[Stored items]
:::::

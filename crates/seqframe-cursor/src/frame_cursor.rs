//! Frame cursor - k-way time merge over every sequence of a frame

use std::cmp::Reverse;
use std::collections::BinaryHeap;

use indexmap::IndexMap;
use seqframe_core::{Frame, Key, SyncError, SyncResult, Time, TimedValue};

use crate::{check_advance, FrameSource, SeqCursor, SeqSource, Synchronizable};

/// How the frame cursor finds the global next time
#[derive(Clone, Copy, Debug, PartialEq, Eq, Default)]
pub enum MergeStrategy {
    /// Scan every child on each step, O(keys)
    #[default]
    LinearScan,
    /// Binary heap of pending child times, O(log keys) per advanced child
    Heap,
}

/// Frame cursor configuration
#[derive(Clone, Debug, Default)]
pub struct FrameCursorConfig {
    /// Merge strategy
    pub strategy: MergeStrategy,
}

impl FrameCursorConfig {
    /// Configuration for frames with many keys
    pub fn heap() -> Self {
        FrameCursorConfig {
            strategy: MergeStrategy::Heap,
        }
    }
}

/// Merge bookkeeping
enum MergeQueue<T> {
    Scan,
    Heap {
        /// (next time, child index) for children with a pending item
        pending: BinaryHeap<Reverse<(T, usize)>>,
        /// Children that had nothing pending when last checked.
        /// Their sequences may have grown since, so they are re-polled.
        idle: Vec<usize>,
    },
}

/// Cursor over a whole frame.
///
/// Advancing to `t` moves every child whose next time is at or before `t`;
/// later children stay where they are and contribute nothing at `t`.
pub struct FrameCursor<K, T, V> {
    /// One cursor per frame key, in frame key order
    children: Vec<(K, SeqCursor<T, V>)>,
    /// Merge bookkeeping
    queue: MergeQueue<T>,
    /// Time of the last move
    current_time: Option<T>,
    /// Children advanced at the last move, ascending
    advanced: Vec<usize>,
    /// Keys with an item exactly at the current time
    current_items: IndexMap<K, TimedValue<T, V>>,
    /// Keys with a non-empty sweep
    moved_items: IndexMap<K, Vec<TimedValue<T, V>>>,
    /// Configuration
    config: FrameCursorConfig,
}

impl<K: Key, T: Time, V: Clone> FrameCursor<K, T, V> {
    /// Cursor with the default linear-scan merge
    pub fn new(frame: &Frame<K, T, V>) -> Self {
        Self::with_config(frame, FrameCursorConfig::default())
    }

    pub fn with_config(frame: &Frame<K, T, V>, config: FrameCursorConfig) -> Self {
        let children: Vec<_> = frame
            .iter()
            .map(|(key, seq)| (key.clone(), SeqCursor::new(seq.clone())))
            .collect();

        let queue = match config.strategy {
            MergeStrategy::LinearScan => MergeQueue::Scan,
            MergeStrategy::Heap => {
                let mut pending = BinaryHeap::with_capacity(children.len());
                let mut idle = Vec::new();
                for (idx, (_, child)) in children.iter().enumerate() {
                    match child.next_time() {
                        Some(t) => pending.push(Reverse((t, idx))),
                        None => idle.push(idx),
                    }
                }
                MergeQueue::Heap { pending, idle }
            }
        };

        FrameCursor {
            children,
            queue,
            current_time: None,
            advanced: Vec::new(),
            current_items: IndexMap::new(),
            moved_items: IndexMap::new(),
            config,
        }
    }

    pub fn config(&self) -> &FrameCursorConfig {
        &self.config
    }

    pub fn keys(&self) -> impl Iterator<Item = &K> {
        self.children.iter().map(|(key, _)| key)
    }

    pub fn len(&self) -> usize {
        self.children.len()
    }

    pub fn is_empty(&self) -> bool {
        self.children.is_empty()
    }

    /// Child cursor for one key
    pub fn child(&self, key: &K) -> Option<&SeqCursor<T, V>> {
        self.children
            .iter()
            .find(|(k, _)| k == key)
            .map(|(_, cursor)| cursor)
    }

    /// Children moved by the last advance, in frame key order
    pub fn advanced(&self) -> impl Iterator<Item = (&K, &SeqCursor<T, V>)> {
        self.advanced.iter().map(move |&idx| {
            let (key, cursor) = &self.children[idx];
            (key, cursor)
        })
    }

    /// Children due at `time`, ascending by index
    fn collect_due(&mut self, time: &T) -> Vec<usize> {
        let mut due = Vec::new();
        match &mut self.queue {
            MergeQueue::Scan => {
                for (idx, (_, child)) in self.children.iter().enumerate() {
                    if matches!(child.next_time(), Some(t) if t <= *time) {
                        due.push(idx);
                    }
                }
            }
            MergeQueue::Heap { pending, idle } => {
                while let Some(Reverse((t, _))) = pending.peek() {
                    if t > time {
                        break;
                    }
                    if let Some(Reverse((_, idx))) = pending.pop() {
                        due.push(idx);
                    }
                }

                let children = &self.children;
                idle.retain(|&idx| match children[idx].1.next_time() {
                    None => true,
                    Some(t) if t <= *time => {
                        due.push(idx);
                        false
                    }
                    Some(t) => {
                        pending.push(Reverse((t, idx)));
                        false
                    }
                });
                due.sort_unstable();
            }
        }
        due
    }

    /// Move every due child and gather its items
    fn advance_due(&mut self, time: &T) -> SyncResult<()> {
        for &idx in &self.advanced {
            let (key, child) = &mut self.children[idx];
            child.move_to_time(time.clone())?;

            if let Some(item) = child.current_item()? {
                self.current_items.insert(key.clone(), item.clone());
            }
            if !child.moved_items().is_empty() {
                self.moved_items
                    .insert(key.clone(), child.moved_items().to_vec());
            }
        }
        Ok(())
    }

    /// Put advanced children back into the merge queue
    fn requeue(&mut self) {
        if let MergeQueue::Heap { pending, idle } = &mut self.queue {
            for &idx in &self.advanced {
                match self.children[idx].1.next_time() {
                    Some(t) => pending.push(Reverse((t, idx))),
                    None => idle.push(idx),
                }
            }
        }
    }
}

impl<K: Key, T: Time, V: Clone> Synchronizable<T> for FrameCursor<K, T, V> {
    fn next_time(&self) -> Option<T> {
        match &self.queue {
            MergeQueue::Scan => self
                .children
                .iter()
                .filter_map(|(_, child)| child.next_time())
                .min(),
            MergeQueue::Heap { pending, idle } => {
                let queued = pending.peek().map(|Reverse((t, _))| t.clone());
                let polled = idle
                    .iter()
                    .filter_map(|&idx| self.children[idx].1.next_time())
                    .min();
                match (queued, polled) {
                    (Some(a), Some(b)) => Some(a.min(b)),
                    (a, b) => a.or(b),
                }
            }
        }
    }

    fn move_to_time(&mut self, time: T) -> SyncResult<()> {
        check_advance(self.current_time.as_ref(), &time)?;

        self.advanced = self.collect_due(&time);
        self.current_items.clear();
        self.moved_items.clear();

        let stepped = self.advance_due(&time);
        // Due children left the queue, so they go back even after a failure
        self.requeue();
        self.current_time = Some(time.clone());

        if let Err(e) = stepped {
            self.current_items.clear();
            self.moved_items.clear();
            return Err(e);
        }

        tracing::trace!(
            time = ?time,
            advanced = self.advanced.len(),
            current = self.current_items.len(),
            "frame cursor advanced"
        );
        Ok(())
    }

    fn current_time(&self) -> SyncResult<&T> {
        self.current_time.as_ref().ok_or(SyncError::CursorNotStarted)
    }
}

impl<K: Key, T: Time, V: Clone> FrameSource<K, T, V> for FrameCursor<K, T, V> {
    fn current_items(&self) -> SyncResult<&IndexMap<K, TimedValue<T, V>>> {
        if self.current_time.is_none() {
            return Err(SyncError::CursorNotStarted);
        }
        Ok(&self.current_items)
    }

    fn moved_items(&self) -> &IndexMap<K, Vec<TimedValue<T, V>>> {
        &self.moved_items
    }
}

/// Build a frame cursor straight from a frame
pub trait FrameCursorExt<K, T, V> {
    fn cursor(&self) -> FrameCursor<K, T, V>;

    fn cursor_with(&self, config: FrameCursorConfig) -> FrameCursor<K, T, V>;
}

impl<K: Key, T: Time, V: Clone> FrameCursorExt<K, T, V> for Frame<K, T, V> {
    fn cursor(&self) -> FrameCursor<K, T, V> {
        FrameCursor::new(self)
    }

    fn cursor_with(&self, config: FrameCursorConfig) -> FrameCursor<K, T, V> {
        FrameCursor::with_config(self, config)
    }
}
//! Frame sinks

use seqframe_core::{Frame, Key, SyncResult, Time};
use seqframe_cursor::{drive, FrameSource};

/// Collects every current item a frame source emits into a new frame
pub struct FrameOutput<K, T, V, S> {
    source: S,
    output: Frame<K, T, V>,
}

impl<K: Key, T: Time, V: Clone, S: FrameSource<K, T, V>> FrameOutput<K, T, V, S> {
    pub fn new(source: S) -> Self {
        FrameOutput {
            source,
            output: Frame::new(),
        }
    }

    /// Drive the source until exhausted; returns the number of steps
    pub fn run_to_end(&mut self) -> SyncResult<usize> {
        let output = &mut self.output;
        let steps = drive(&mut self.source, |source| {
            for (key, item) in source.current_items()? {
                output.add(key.clone(), item.time().clone(), item.value().clone())?;
            }
            Ok(())
        })?;
        tracing::debug!(
            steps,
            keys = self.output.len(),
            items = self.output.item_count(),
            "frame output drained"
        );
        Ok(steps)
    }

    pub fn source(&self) -> &S {
        &self.source
    }

    pub fn frame(&self) -> &Frame<K, T, V> {
        &self.output
    }

    pub fn into_frame(self) -> Frame<K, T, V> {
        self.output
    }
}

/// Collects every swept item a frame source reports into a new frame
pub struct FrameSampler<K, T, V, S> {
    source: S,
    output: Frame<K, T, V>,
}

impl<K: Key, T: Time, V: Clone, S: FrameSource<K, T, V>> FrameSampler<K, T, V, S> {
    pub fn new(source: S) -> Self {
        FrameSampler {
            source,
            output: Frame::new(),
        }
    }

    /// Drive the source until exhausted; returns the number of steps
    pub fn run_to_end(&mut self) -> SyncResult<usize> {
        let output = &mut self.output;
        let steps = drive(&mut self.source, |source| {
            for (key, items) in source.moved_items() {
                for item in items {
                    output.add(key.clone(), item.time().clone(), item.value().clone())?;
                }
            }
            Ok(())
        })?;
        tracing::debug!(
            steps,
            keys = self.output.len(),
            items = self.output.item_count(),
            "frame sampler drained"
        );
        Ok(steps)
    }

    pub fn source(&self) -> &S {
        &self.source
    }

    pub fn frame(&self) -> &Frame<K, T, V> {
        &self.output
    }

    pub fn into_frame(self) -> Frame<K, T, V> {
        self.output
    }
}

:::::

• _Aim of the exercise_:
Above are the records; from them, give again exactly the lines from the one containing "with many keys" through the one containing "pub struct FrameCursor<K, T, V>", both included.

• _Result for this task_:
    /// Configuration for frames with many keys
    pub fn heap() -> Self {
        FrameCursorConfig {
            strategy: MergeStrategy::Heap,
        }
    }
}

/// Merge bookkeeping
enum MergeQueue<T> {
    Scan,
    Heap {
        /// (next time, child index) for children with a pending item
        pending: BinaryHeap<Reverse<(T, usize)>>,
        /// Children that had nothing pending when last checked.
        /// Their sequences may have grown since, so they are re-polled.
        idle: Vec<usize>,
    },
}

/// Cursor over a whole frame.
///
/// Advancing to `t` moves every child whose next time is at or before `t`;
/// later children stay where they are and contribute nothing at `t`.
pub struct FrameCursor<K, T, V> {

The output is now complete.